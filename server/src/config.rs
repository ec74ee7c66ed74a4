//! Server-Konfiguration
//!
//! Wird beim Start aus einer TOML-Datei geladen. Alle Felder haben
//! sinnvolle Standardwerte, sodass der Server ohne Konfigurationsdatei
//! lauffaehig ist.

use serde::{Deserialize, Serialize};
use sprintwerk_observability::logging::{log_format_gueltig, log_level_gueltig};
use sprintwerk_realtime::RealtimeConfig;

/// Vollstaendige Server-Konfiguration
#[derive(Debug, Clone, Default, Serialize, Deserialize)]
#[serde(default)]
pub struct ServerConfig {
    /// Allgemeine Server-Einstellungen
    pub server: ServerEinstellungen,
    /// Netzwerk-Einstellungen
    pub netzwerk: NetzwerkEinstellungen,
    /// Realtime-Hub und Verbindungs-Pumps
    pub realtime: RealtimeEinstellungen,
    /// Identitaets-Aufloesung beim Upgrade
    pub auth: AuthEinstellungen,
    /// Logging-Einstellungen
    pub logging: LoggingEinstellungen,
    /// Observability-Einstellungen (Metriken, Health)
    pub observability: ObservabilityEinstellungen,
}

/// Allgemeine Server-Einstellungen
#[derive(Debug, Clone, Serialize, Deserialize)]
#[serde(default)]
pub struct ServerEinstellungen {
    /// Anzeigename des Servers
    pub name: String,
    /// Maximale Anzahl gleichzeitiger WebSocket-Verbindungen
    pub max_verbindungen: usize,
}

impl Default for ServerEinstellungen {
    fn default() -> Self {
        Self {
            name: "Sprintwerk Realtime".into(),
            max_verbindungen: 10_000,
        }
    }
}

/// Netzwerk-Einstellungen
#[derive(Debug, Clone, Serialize, Deserialize)]
#[serde(default)]
pub struct NetzwerkEinstellungen {
    /// Bind-Adresse fuer HTTP und WebSocket
    pub bind_adresse: String,
    /// Port fuer HTTP und WebSocket
    pub port: u16,
    /// Pfad des WebSocket-Endpunkts
    pub ws_pfad: String,
}

impl Default for NetzwerkEinstellungen {
    fn default() -> Self {
        Self {
            bind_adresse: "0.0.0.0".into(),
            port: 8080,
            ws_pfad: "/ws".into(),
        }
    }
}

/// Realtime-Einstellungen
#[derive(Debug, Clone, Serialize, Deserialize)]
#[serde(default)]
pub struct RealtimeEinstellungen {
    /// Kapazitaet der ausgehenden Queue pro Verbindung
    pub queue_kapazitaet: usize,
    /// Intervall des Hub-Pings in Sekunden
    pub ping_intervall_sek: u64,
    /// Lese-Deadline in Sekunden
    pub lese_deadline_sek: u64,
    /// Schreib-Deadline in Sekunden
    pub schreib_deadline_sek: u64,
    /// Maximale Frame-Groesse in Bytes
    pub max_frame_groesse: usize,
    /// Maximale Anzahl Envelopes pro Frame
    pub max_stapel: usize,
    /// Maximale Anzahl Raeume pro Verbindung
    pub max_raeume_pro_verbindung: usize,
}

impl Default for RealtimeEinstellungen {
    fn default() -> Self {
        let basis = RealtimeConfig::default();
        Self {
            queue_kapazitaet: basis.queue_kapazitaet,
            ping_intervall_sek: basis.ping_intervall_sek,
            lese_deadline_sek: basis.lese_deadline_sek,
            schreib_deadline_sek: basis.schreib_deadline_sek,
            max_frame_groesse: basis.max_frame_groesse,
            max_stapel: basis.max_stapel,
            max_raeume_pro_verbindung: basis.max_raeume_pro_verbindung,
        }
    }
}

/// Identitaets-Einstellungen
///
/// Die Authentifizierung selbst passiert vor diesem Dienst (Gateway,
/// Session-Service). Der Server vertraut dem gesetzten Header.
#[derive(Debug, Clone, Serialize, Deserialize)]
#[serde(default)]
pub struct AuthEinstellungen {
    /// Header mit der verifizierten User-ID
    pub identitaets_header: String,
}

impl Default for AuthEinstellungen {
    fn default() -> Self {
        Self {
            identitaets_header: "x-user-id".into(),
        }
    }
}

/// Logging-Einstellungen
#[derive(Debug, Clone, Serialize, Deserialize)]
#[serde(default)]
pub struct LoggingEinstellungen {
    /// Log-Level: "trace", "debug", "info", "warn", "error"
    pub level: String,
    /// Format: "json" oder "text"
    pub format: String,
}

impl Default for LoggingEinstellungen {
    fn default() -> Self {
        Self {
            level: "info".into(),
            format: "text".into(),
        }
    }
}

/// Observability-Einstellungen (Metriken + Health-Check)
#[derive(Debug, Clone, Serialize, Deserialize)]
#[serde(default)]
pub struct ObservabilityEinstellungen {
    /// Aktiviert den Observability-Server
    pub aktiviert: bool,
    /// Port fuer Metriken und Health (Standard: 9300)
    pub port: u16,
}

impl Default for ObservabilityEinstellungen {
    fn default() -> Self {
        Self {
            aktiviert: true,
            port: 9300,
        }
    }
}

impl ServerConfig {
    /// Laedt die Konfiguration aus einer TOML-Datei.
    /// Gibt die Standardkonfiguration zurueck wenn die Datei nicht existiert.
    pub fn laden(pfad: &str) -> anyhow::Result<Self> {
        match std::fs::read_to_string(pfad) {
            Ok(inhalt) => {
                let config: Self = toml::from_str(&inhalt)
                    .map_err(|e| anyhow::anyhow!("Konfigurationsfehler in '{pfad}': {e}"))?;
                Ok(config)
            }
            Err(e) if e.kind() == std::io::ErrorKind::NotFound => {
                tracing::warn!(
                    pfad = pfad,
                    "Konfigurationsdatei nicht gefunden, verwende Standardwerte"
                );
                Ok(Self::default())
            }
            Err(e) => Err(anyhow::anyhow!(
                "Konfigurationsdatei '{pfad}' nicht lesbar: {e}"
            )),
        }
    }

    /// Prueft Werte, die serde allein nicht abfangen kann
    pub fn validieren(&self) -> anyhow::Result<()> {
        if !log_level_gueltig(&self.logging.level) {
            anyhow::bail!("Ungueltiges Log-Level '{}'", self.logging.level);
        }
        if !log_format_gueltig(&self.logging.format) {
            anyhow::bail!("Ungueltiges Log-Format '{}'", self.logging.format);
        }
        if self.realtime.queue_kapazitaet == 0 {
            anyhow::bail!("realtime.queue_kapazitaet muss groesser 0 sein");
        }
        if self.realtime.lese_deadline_sek <= self.realtime.ping_intervall_sek {
            anyhow::bail!(
                "realtime.lese_deadline_sek ({}) muss groesser als ping_intervall_sek ({}) sein",
                self.realtime.lese_deadline_sek,
                self.realtime.ping_intervall_sek
            );
        }
        if !self.netzwerk.ws_pfad.starts_with('/') {
            anyhow::bail!("netzwerk.ws_pfad muss mit '/' beginnen");
        }
        Ok(())
    }

    /// Laufzeit-Konfiguration fuer den Hub
    ///
    /// Protokoll-Pings gehen bei 9/10 der Lese-Deadline raus, damit der
    /// Client rechtzeitig antworten kann.
    pub fn realtime_config(&self) -> RealtimeConfig {
        let r = &self.realtime;
        RealtimeConfig {
            queue_kapazitaet: r.queue_kapazitaet,
            ping_intervall_sek: r.ping_intervall_sek,
            protokoll_ping_sek: (r.lese_deadline_sek * 9 / 10).max(1),
            lese_deadline_sek: r.lese_deadline_sek,
            schreib_deadline_sek: r.schreib_deadline_sek,
            max_frame_groesse: r.max_frame_groesse,
            max_stapel: r.max_stapel,
            max_raeume_pro_verbindung: r.max_raeume_pro_verbindung,
            ..RealtimeConfig::default()
        }
    }

    /// Gibt die vollstaendige Bind-Adresse fuer HTTP/WebSocket zurueck
    pub fn bind_adresse(&self) -> String {
        format!("{}:{}", self.netzwerk.bind_adresse, self.netzwerk.port)
    }

    /// Gibt die Bind-Adresse fuer den Observability-Server zurueck
    pub fn observability_bind_adresse(&self) -> String {
        format!("{}:{}", self.netzwerk.bind_adresse, self.observability.port)
    }
}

◆ WHAT NEEDS TO BE DONE ◆
Using the entries, return every line where the word "ServerEinstellungen" can be found.

◆ EXERCISE ANSWER ◆
    pub server: ServerEinstellungen,
pub struct ServerEinstellungen {
impl Default for ServerEinstellungen {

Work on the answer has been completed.